A study of the most extreme cyclones affecting the North Atlantic and Europe is presented with particular focus on extreme windstorms over the densely populated area of Western Europe, whose associated high surface wind speeds are capable of causing extensive structural damage and occasionally a loss of life.

A novel cyclone identification and tracking algorithm is presented which explicitly recognises ‘multi-centre cyclones’ (MCCs), defined as cyclonic systems which contain two or three sea-level pressure minima. The method also recognises cyclone merging and splitting events and reduces the number of tracks which would have been spuriously split at some point in their life-cycle. MCC frequency is shown to increase with storm intensity, with approximately 60% of the top 30% of cyclones constituting MCCs at some point in their life-cycle.

The first findings of the IMILAST (Inter-comparison of MId-LAtitudeSTorm diagnostics) project, an intercomparison study of 15 cyclone identification and tracking algorithms, are presented. Each method was applied to a 20 year period of the ERA-Interim dataset and results for cyclone frequency, intensity, life-cycle and track location were compared across the methods.

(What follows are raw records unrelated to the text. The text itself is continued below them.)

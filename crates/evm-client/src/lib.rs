//! evm-client: Chain client seam and alloy-backed JSON-RPC implementation
//!
//! The swap pipeline only talks to the chain through [`ChainClient`]: issue a
//! typed read, submit a write and get its hash, await that hash's inclusion.
//! [`RpcClient`] implements it against an HTTP JSON-RPC endpoint; tests
//! substitute scripted fakes.

pub mod calls;
pub mod events;
pub mod status;

use std::future::IntoFuture;
use std::time::Duration;

use alloy::network::{Ethereum, ReceiptResponse, TransactionBuilder};
use alloy::providers::{Provider, RootProvider};
use alloy::rpc::types::{Filter, TransactionRequest};
use alloy::sol_types::SolEvent;
use alloy::transports::{RpcError, TransportErrorKind};
use async_trait::async_trait;
use swiftswap_core::{Address, BlockNumber, ClientError, Network, RpcConfig, TxHash, U256};

pub use calls::{ReadCall, WriteCall};
pub use events::SwapEvent;
pub use status::{detect_status, ChainStatus};

/// EIP-1193 "user rejected request"
const USER_REJECTED_CODE: i64 = 4001;

/// Result type for chain client operations
pub type Result<T> = std::result::Result<T, ClientError>;

/// Outcome of a mined transaction
#[derive(Debug, Clone, PartialEq, Eq)]
pub struct Inclusion {
    pub hash: TxHash,
    pub block_number: Option<BlockNumber>,
    pub success: bool,
}

/// Everything the swap pipeline needs from a chain connection
#[async_trait]
pub trait ChainClient: Send + Sync {
    /// Issue a read-only call and decode its `uint256` result
    async fn read(&self, call: &ReadCall) -> Result<U256>;

    /// Submit a write and return its transaction hash once accepted
    async fn submit(&self, call: &WriteCall, from: Address) -> Result<TxHash>;

    /// Wait until the transaction is mined. No deadline is applied here.
    async fn wait_for_inclusion(&self, hash: TxHash) -> Result<Inclusion>;

    /// `Swap` events emitted by `pool` within the last `lookback_blocks`
    async fn swap_events(&self, pool: Address, lookback_blocks: u64) -> Result<Vec<SwapEvent>>;

    /// Check connectivity and chain identity
    async fn status(&self) -> ChainStatus;
}

/// JSON-RPC chain client over HTTP
#[derive(Clone)]
pub struct RpcClient {
    provider: RootProvider<Ethereum>,
    config: RpcConfig,
    network: Network,
}

impl RpcClient {
    /// Create a client for the configured endpoint (no network traffic)
    pub fn new(config: RpcConfig, network: Network) -> Result<Self> {
        let url = url::Url::parse(&config.url).map_err(|e| ClientError::Transport {
            message: format!("Invalid RPC URL {}: {}", config.url, e),
        })?;

        Ok(Self {
            provider: RootProvider::new_http(url),
            config,
            network,
        })
    }

    /// Get the underlying provider (for advanced usage)
    pub fn provider(&self) -> &RootProvider<Ethereum> {
        &self.provider
    }

    pub fn config(&self) -> &RpcConfig {
        &self.config
    }

    fn request_timeout(&self) -> Duration {
        Duration::from_secs(self.config.request_timeout_secs)
    }

    async fn timed_request<T, F>(&self, fut: F) -> Result<T>
    where
        F: std::future::Future<Output = std::result::Result<T, RpcError<TransportErrorKind>>>
            + Send,
    {
        let timeout = self.request_timeout();
        tokio::time::timeout(timeout, fut)
            .await
            .map_err(|_| ClientError::Timeout {
                secs: timeout.as_secs(),
            })?
            .map_err(classify_rpc_error)
    }
}

#[async_trait]
impl ChainClient for RpcClient {
    async fn read(&self, call: &ReadCall) -> Result<U256> {
        let tx = TransactionRequest::default()
            .with_to(call.target())
            .with_input(call.calldata());

        let data = self.timed_request(self.provider.call(tx).into_future()).await?;
        call.decode(&data)
    }

    async fn submit(&self, call: &WriteCall, from: Address) -> Result<TxHash> {
        let tx = TransactionRequest::default()
            .with_from(from)
            .with_to(call.target())
            .with_input(call.calldata()?);

        tracing::debug!("Submitting {} to {}", call.name(), call.target());
        // The signer may hold this request open while the user decides, so
        // only the transport layer's own limits apply here.
        let pending = self
            .provider
            .send_transaction(tx)
            .await
            .map_err(classify_rpc_error)?;
        Ok(*pending.tx_hash())
    }

    async fn wait_for_inclusion(&self, hash: TxHash) -> Result<Inclusion> {
        let interval = Duration::from_millis(self.config.receipt_poll_ms);
        loop {
            let receipt = self
                .timed_request(self.provider.get_transaction_receipt(hash).into_future())
                .await;

            match receipt {
                Ok(Some(receipt)) => {
                    return Ok(Inclusion {
                        hash,
                        block_number: receipt.block_number(),
                        success: receipt.status(),
                    });
                }
                Ok(None) => {}
                // A single failed poll does not fail the transaction
                Err(e) => tracing::debug!("Receipt poll for {} failed: {}", hash, e),
            }

            tokio::time::sleep(interval).await;
        }
    }

    async fn swap_events(&self, pool: Address, lookback_blocks: u64) -> Result<Vec<SwapEvent>> {
        let head = self
            .timed_request(self.provider.get_block_number().into_future())
            .await?;
        let filter = Filter::new()
            .address(pool)
            .event_signature(calls::IPool::Swap::SIGNATURE_HASH)
            .from_block(head.saturating_sub(lookback_blocks))
            .to_block(head);

        let logs = self.timed_request(self.provider.get_logs(&filter)).await?;
        let mut events = Vec::with_capacity(logs.len());
        for log in &logs {
            match SwapEvent::from_log(log) {
                Ok(event) => events.push(event),
                Err(e) => tracing::debug!("Skipping undecodable log from {}: {}", pool, e),
            }
        }
        Ok(events)
    }

    async fn status(&self) -> ChainStatus {
        match tokio::time::timeout(
            self.request_timeout(),
            detect_status(&self.provider, self.network),
        )
        .await
        {
            Ok(status) => status,
            Err(_) => ChainStatus::offline(self.network),
        }
    }
}

/// Map an alloy RPC error onto the client error taxonomy
fn classify_rpc_error(err: RpcError<TransportErrorKind>) -> ClientError {
    match err.as_error_resp() {
        Some(payload) => {
            let message = payload.message.to_string();
            if payload.code == USER_REJECTED_CODE || is_rejection_message(&message) {
                ClientError::UserRejected
            } else {
                ClientError::Reverted { reason: message }
            }
        }
        None => ClientError::Transport {
            message: err.to_string(),
        },
    }
}

fn is_rejection_message(message: &str) -> bool {
    let lower = message.to_ascii_lowercase();
    lower.contains("user rejected") || lower.contains("user denied")
}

The relationship between the evolution of the most intense wind storms affecting Western Europe (Britain and Ireland, Scandinavia, and Western Continental Europe) and the large-scale atmospheric flow is investigated using an automated cyclone tracking algorithm and an objective measure of cyclone destructiveness applied to ERA40 and ERA-Interim reanalysis data as well as EC-Earth model output data at two different spatial resolutions. Composite analyses reveal a clear connection between the precise location of upper-level anti-cyclonic wave breaking and cold air intrusion from the north and the position and orientation of an intense jet; this, in turn, plays a crucial role in determining into which region a developing extreme storm will be steered.